Feature Archive

Buying Drugs Across the Border

Discount pharmacies line the borders. But do these drugs meet U.S. standards? Read this before you cross the line.

By Neil Osterweil
WebMD Feature

Reviewed By Michael Smith

Looking for drug bargains across the border? If so, you might do well to remember two timeless maxims: "If it sounds too good to be true, it probably is," and "There's a sucker born every minute."

The U.S. has the highest prescription drug costs in the world, prompting many people to seek savings by buying their medicines from Canadian or Mexican pharmacies.
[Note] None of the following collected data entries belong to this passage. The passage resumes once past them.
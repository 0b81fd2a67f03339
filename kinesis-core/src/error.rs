use thiserror::Error;
use std::path::PathBuf;

/// The main result type for kinesis-core operations.
pub type KinesisResult<T> = Result<T, KinesisError>;

/// Enum representing possible errors within the kinesis-core library.
#[derive(Error, Debug)]
pub enum KinesisError {
    #[error("Configuration error: {0}")]
    Configuration(String),

    /// Wrong rank, wrong column count or ragged rows. `actual` is the offending shape.
    #[error("Embedding shape mismatch: expected (n, {expected}), got {actual:?}")]
    ShapeMismatch { expected: usize, actual: Vec<usize> },

    #[error("Index not initialized: insert vectors or load an index first")]
    NotInitialized,

    #[error("Document count mismatch: {vectors} vectors but {documents} documents")]
    DocumentCountMismatch { vectors: usize, documents: usize },

    #[error("Persisted index has dimension {actual}, store is configured for {expected}")]
    IncompatibleIndex { expected: usize, actual: usize },

    #[error("I/O error accessing path {path:?}: {source}")]
    IoError {
        path: PathBuf,
        #[source]
        source: std::io::Error,
    },

    #[error("Serialization error: {0}")]
    Serialization(String),

    #[error("Deserialization error: {0}")]
    Deserialization(String),

    #[error("Corrupted index file: {0}")]
    Corrupted(String),
}

impl KinesisError {
    /// Wraps an I/O error with the path it happened on.
    pub(crate) fn io(path: impl Into<PathBuf>, source: std::io::Error) -> Self {
        KinesisError::IoError { path: path.into(), source }
    }
}
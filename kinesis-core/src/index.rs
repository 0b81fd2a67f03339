use crate::distance::squared_l2_unchecked;
use crate::error::{KinesisError, KinesisResult};

use ndarray::{ArrayView1, ArrayView2};
use std::cmp::Ordering;
use std::collections::BinaryHeap;

/// Exact nearest-neighbour structure over fixed-dimension vectors.
///
/// Positions are assigned in insertion order and never change.
pub trait Index: std::fmt::Debug {
    /// Appends every row of `batch`. Rows must have `dimensions()` components.
    fn add(&mut self, batch: ArrayView2<f32>) -> KinesisResult<()>;

    /// Returns up to `k` neighbours of `query`, closest first.
    fn search(&self, query: ArrayView1<f32>, k: usize) -> KinesisResult<Vec<Neighbor>>;

    fn vector(&self, position: usize) -> Option<ArrayView1<'_, f32>>;
    fn len(&self) -> usize;
    fn is_empty(&self) -> bool {
        self.len() == 0
    }
    fn dimensions(&self) -> usize;
}

/// A stored position together with its squared L2 distance to the query.
#[derive(Debug, Clone, Copy, PartialEq)]
pub struct Neighbor {
    pub distance: f32,
    pub position: usize,
}

impl Eq for Neighbor {}

// Larger distance sorts greater; equal distances fall back to position so the
// heap keeps the lowest positions on ties.
impl Ord for Neighbor {
    fn cmp(&self, other: &Self) -> Ordering {
        self.distance
            .total_cmp(&other.distance)
            .then_with(|| self.position.cmp(&other.position))
    }
}

impl PartialOrd for Neighbor {
    fn partial_cmp(&self, other: &Self) -> Option<Ordering> {
        Some(self.cmp(other))
    }
}

/// Brute-force index: every query is compared against every stored vector.
#[derive(Debug, Clone, PartialEq)]
pub struct FlatIndex {
    dimension: usize,
    data: Vec<f32>, // Row-major, len() == count * dimension
}

impl FlatIndex {
    pub fn new(dimension: usize) -> KinesisResult<Self> {
        if dimension == 0 {
            return Err(KinesisError::Configuration("index dimension must be greater than 0".to_string()));
        }
        Ok(FlatIndex { dimension, data: Vec::new() })
    }

    /// Rebuilds an index from a row-major buffer, e.g. one read back from disk.
    pub fn from_parts(dimension: usize, data: Vec<f32>) -> KinesisResult<Self> {
        if dimension == 0 || data.len() % dimension != 0 {
            return Err(KinesisError::ShapeMismatch {
                expected: dimension,
                actual: vec![data.len()],
            });
        }
        Ok(FlatIndex { dimension, data })
    }

    /// The raw row-major component buffer.
    pub fn as_slice(&self) -> &[f32] {
        &self.data
    }

    fn rows(&self) -> impl Iterator<Item = ArrayView1<'_, f32>> {
        self.data.chunks_exact(self.dimension).map(ArrayView1::from)
    }
}

impl Index for FlatIndex {
    fn add(&mut self, batch: ArrayView2<f32>) -> KinesisResult<()> {
        if batch.ncols() != self.dimension {
            return Err(KinesisError::ShapeMismatch {
                expected: self.dimension,
                actual: batch.shape().to_vec(),
            });
        }
        self.data.reserve(batch.len());
        // Logical iteration order is row-major whatever the memory layout.
        self.data.extend(batch.iter().copied());
        Ok(())
    }

    fn search(&self, query: ArrayView1<f32>, k: usize) -> KinesisResult<Vec<Neighbor>> {
        if query.len() != self.dimension {
            return Err(KinesisError::ShapeMismatch {
                expected: self.dimension,
                actual: vec![query.len()],
            });
        }
        if k == 0 {
            return Ok(Vec::new());
        }

        // Bounded max-heap: the root is the worst of the current k best.
        let mut heap: BinaryHeap<Neighbor> = BinaryHeap::with_capacity(k.min(self.len()) + 1);
        for (position, row) in self.rows().enumerate() {
            let candidate = Neighbor {
                distance: squared_l2_unchecked(query, row),
                position,
            };
            if heap.len() < k {
                heap.push(candidate);
            } else if let Some(worst) = heap.peek() {
                if candidate < *worst {
                    heap.pop();
                    heap.push(candidate);
                }
            }
        }
        Ok(heap.into_sorted_vec())
    }

    fn vector(&self, position: usize) -> Option<ArrayView1<'_, f32>> {
        let start = position.checked_mul(self.dimension)?;
        let end = start.checked_add(self.dimension)?;
        self.data.get(start..end).map(ArrayView1::from)
    }

    fn len(&self) -> usize {
        self.data.len() / self.dimension
    }

    fn dimensions(&self) -> usize {
        self.dimension
    }
}
use crate::config::StoreConfig;
use crate::error::{KinesisError, KinesisResult};
use crate::index::{FlatIndex, Index};
use crate::storage::document_file::{self, DocumentMap};
use crate::storage::{index_file, with_suffix, DOCUMENTS_FILE_SUFFIX, INDEX_FILE_SUFFIX};
use crate::vector::{as_batch, as_query, Document};

use ndarray::{ArrayView1, ArrayView2, ArrayViewD};
use serde::{Deserialize, Serialize};
use std::fs;
use std::path::Path;
use tracing::{debug, info, warn};

/// Number of neighbours returned when callers have no preference.
pub const DEFAULT_SEARCH_K: usize = 5;

/// A single search result.
#[derive(Debug, Clone, PartialEq, Serialize, Deserialize)]
pub struct SearchHit {
    /// Squared Euclidean distance to the query.
    pub distance: f32,
    /// Insertion position of the stored vector.
    pub index: usize,
    #[serde(default, skip_serializing_if = "Option::is_none")]
    pub document: Option<Document>,
}

/// Append-only similarity store: an exact L2 index plus a position-keyed document map.
///
/// A freshly constructed store has no index at all; the first `create_index` or
/// `add_vectors` call creates one. Positions are insertion order and are never
/// reused. The store is not thread-safe; mutation takes `&mut self`.
#[derive(Debug)]
pub struct SimilarityStore {
    config: StoreConfig,
    index: Option<FlatIndex>,
    documents: DocumentMap,
}

impl SimilarityStore {
    /// Creates an empty store for vectors of `config.dimension` components.
    pub fn new(config: StoreConfig) -> KinesisResult<Self> {
        config.validate()?;
        debug!(dimension = config.dimension, "Creating similarity store");
        Ok(SimilarityStore {
            config,
            index: None,
            documents: DocumentMap::new(),
        })
    }

    pub fn with_dimension(dimension: usize) -> KinesisResult<Self> {
        Self::new(StoreConfig::new(dimension))
    }

    /// Opens a saved store, adopting the dimension recorded in `<path>.idx`.
    pub fn open(path: impl AsRef<Path>) -> KinesisResult<Self> {
        let index_path = with_suffix(path.as_ref(), INDEX_FILE_SUFFIX);
        let contents = index_file::read(&index_path)?;
        let mut store = Self::new(StoreConfig::new(contents.dimension))?;
        store.load(path)?;
        Ok(store)
    }

    pub fn config(&self) -> StoreConfig {
        self.config
    }

    pub fn dimension(&self) -> usize {
        self.config.dimension
    }

    /// Whether an index exists. A store whose index holds zero vectors is still initialized.
    pub fn is_initialized(&self) -> bool {
        self.index.is_some()
    }

    /// Total vector count, 0 when uninitialized.
    pub fn len(&self) -> usize {
        self.index.as_ref().map_or(0, |index| index.len())
    }

    pub fn is_empty(&self) -> bool {
        self.len() == 0
    }

    pub fn document_count(&self) -> usize {
        self.documents.len()
    }

    /// Replaces the index and document map with `embeddings` and `documents`.
    ///
    /// Row `i` is associated with `documents[i]`. When documents are given there
    /// must be exactly one per row. Nothing is modified if validation fails.
    pub fn create_index(
        &mut self,
        embeddings: ArrayView2<f32>,
        documents: Option<Vec<Document>>,
    ) -> KinesisResult<()> {
        self.check_batch(embeddings, documents.as_deref())?;

        let mut index = FlatIndex::new(self.config.dimension)?;
        index.add(embeddings)?;
        self.index = Some(index);
        self.documents.clear();
        if let Some(documents) = documents {
            self.documents.extend(documents.into_iter().enumerate());
        }
        info!(vectors = embeddings.nrows(), documents = self.documents.len(), "Created index");
        Ok(())
    }

    /// Appends `embeddings` to the index, creating it if none exists yet.
    ///
    /// New documents are keyed by the position their vector receives.
    pub fn add_vectors(
        &mut self,
        embeddings: ArrayView2<f32>,
        documents: Option<Vec<Document>>,
    ) -> KinesisResult<()> {
        if self.index.is_none() {
            return self.create_index(embeddings, documents);
        }
        self.check_batch(embeddings, documents.as_deref())?;

        let index = self.index.as_mut().ok_or(KinesisError::NotInitialized)?;
        let first_position = index.len();
        index.add(embeddings)?;
        if let Some(documents) = documents {
            self.documents
                .extend(documents.into_iter().enumerate().map(|(i, doc)| (first_position + i, doc)));
        }
        debug!(added = embeddings.nrows(), total = index.len(), "Appended vectors");
        Ok(())
    }

    /// Returns up to `k` stored vectors closest to `query`, ascending by squared L2 distance.
    ///
    /// Equal distances are ordered by ascending position.
    pub fn search(&self, query: ArrayView1<f32>, k: usize) -> KinesisResult<Vec<SearchHit>> {
        let index = self.index.as_ref().ok_or(KinesisError::NotInitialized)?;
        let neighbors = index.search(query, k)?;
        Ok(neighbors
            .into_iter()
            .map(|n| SearchHit {
                distance: n.distance,
                index: n.position,
                document: self.documents.get(&n.position).cloned(),
            })
            .collect())
    }

    /// Like [`create_index`](Self::create_index) for an array of unknown rank.
    ///
    /// Anything other than an `(n, dimension)` array is `ShapeMismatch`.
    pub fn create_index_array(
        &mut self,
        embeddings: ArrayViewD<f32>,
        documents: Option<Vec<Document>>,
    ) -> KinesisResult<()> {
        let batch = as_batch(embeddings, self.config.dimension)?;
        self.create_index(batch, documents)
    }

    pub fn add_vectors_array(
        &mut self,
        embeddings: ArrayViewD<f32>,
        documents: Option<Vec<Document>>,
    ) -> KinesisResult<()> {
        let batch = as_batch(embeddings, self.config.dimension)?;
        self.add_vectors(batch, documents)
    }

    /// Searches with a query of unknown rank: a 1-D vector or a single-row matrix.
    pub fn search_array(&self, query: ArrayViewD<f32>, k: usize) -> KinesisResult<Vec<SearchHit>> {
        if !self.is_initialized() {
            return Err(KinesisError::NotInitialized);
        }
        let query = as_query(query, self.config.dimension)?;
        self.search(query, k)
    }

    /// Searches every row of `queries`, returning one hit list per row.
    pub fn search_batch(&self, queries: ArrayView2<f32>, k: usize) -> KinesisResult<Vec<Vec<SearchHit>>> {
        if !self.is_initialized() {
            return Err(KinesisError::NotInitialized);
        }
        if queries.ncols() != self.config.dimension {
            return Err(KinesisError::ShapeMismatch {
                expected: self.config.dimension,
                actual: queries.shape().to_vec(),
            });
        }
        queries.rows().into_iter().map(|row| self.search(row, k)).collect()
    }

    pub fn get_document(&self, position: usize) -> Option<&Document> {
        self.documents.get(&position)
    }

    pub fn get_vector(&self, position: usize) -> Option<ArrayView1<'_, f32>> {
        self.index.as_ref().and_then(|index| index.vector(position))
    }

    /// Writes `<path>.idx` and `<path>.docs`, creating parent directories and
    /// replacing any existing files.
    pub fn save(&self, path: impl AsRef<Path>) -> KinesisResult<()> {
        let index = self.index.as_ref().ok_or(KinesisError::NotInitialized)?;
        let path = path.as_ref();
        if let Some(parent) = path.parent().filter(|p| !p.as_os_str().is_empty()) {
            fs::create_dir_all(parent).map_err(|e| KinesisError::io(parent, e))?;
        }

        let index_path = with_suffix(path, INDEX_FILE_SUFFIX);
        index_file::write(&index_path, index.dimensions(), index.as_slice(), self.config.sync_on_save)?;
        let documents_path = with_suffix(path, DOCUMENTS_FILE_SUFFIX);
        document_file::write(&documents_path, &self.documents, self.config.sync_on_save)?;

        info!(path = ?path, vectors = index.len(), documents = self.documents.len(), "Saved similarity store");
        Ok(())
    }

    /// Replaces the in-memory state with the store saved at `path`.
    ///
    /// The document map is always reset: a missing `<path>.docs` yields an index
    /// without documents. On error the current state is left untouched.
    pub fn load(&mut self, path: impl AsRef<Path>) -> KinesisResult<()> {
        let path = path.as_ref();
        let index_path = with_suffix(path, INDEX_FILE_SUFFIX);
        let contents = index_file::read(&index_path)?;
        if contents.dimension != self.config.dimension {
            return Err(KinesisError::IncompatibleIndex {
                expected: self.config.dimension,
                actual: contents.dimension,
            });
        }
        let index = FlatIndex::from_parts(contents.dimension, contents.data)?;

        let documents_path = with_suffix(path, DOCUMENTS_FILE_SUFFIX);
        let documents = match document_file::read_if_exists(&documents_path)? {
            Some(documents) => documents,
            None => {
                warn!(path = ?documents_path, "Document map not found, loading index without documents");
                DocumentMap::new()
            }
        };
        if let Some((&last, _)) = documents.iter().next_back() {
            if last >= index.len() {
                warn!(position = last, vectors = index.len(), "Document map references positions beyond the index");
            }
        }

        info!(path = ?path, vectors = index.len(), documents = documents.len(), "Loaded similarity store");
        self.index = Some(index);
        self.documents = documents;
        Ok(())
    }

    fn check_batch(&self, embeddings: ArrayView2<f32>, documents: Option<&[Document]>) -> KinesisResult<()> {
        Self::check_batch_shape(self.config.dimension, embeddings, documents)
    }

    fn check_batch_shape(
        dimension: usize,
        embeddings: ArrayView2<f32>,
        documents: Option<&[Document]>,
    ) -> KinesisResult<()> {
        if embeddings.ncols() != dimension {
            return Err(KinesisError::ShapeMismatch {
                expected: dimension,
                actual: embeddings.shape().to_vec(),
            });
        }
        if let Some(documents) = documents {
            if documents.len() != embeddings.nrows() {
                return Err(KinesisError::DocumentCountMismatch {
                    vectors: embeddings.nrows(),
                    documents: documents.len(),
                });
            }
        }
        Ok(())
    }
}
But if you're looking for a cheaper way to get that cholesterol-lowering statin drug your doctor prescribed, do yourself and your heart a favor: Consider that the "Zocor" you buy across the border may be a sham.

The town of Los Algodones in the Mexican state of Baja California, just across the border from Yuma, Ariz., is a sleepy little village with a booming medical and pharmaceutical business. The town has only 10 or so streets, but about 250 doctors and dentists practice there, according to the Mexican newspaper El Universal. These medical professionals funnel business to the 20 or so pharmacies in the town that are ready to take patients' money and dispense medication at fantastic savings.

But as the FDA warned in a bulletin issued July 30, 2004, buyer beware. The agency reported that individual Americans shopping in Mexican pharmacies bought drugs purported to be the statin Zocor and the muscle spasm-reliever Soma, both of which turned out to be bogus. "Tests indicate that the counterfeit Zocor did not contain any active ingredient and that the counterfeit [Soma] differed in potency when compared to the authentic product." The phony Soma had much less active medicine than the real McCoy, the FDA reported.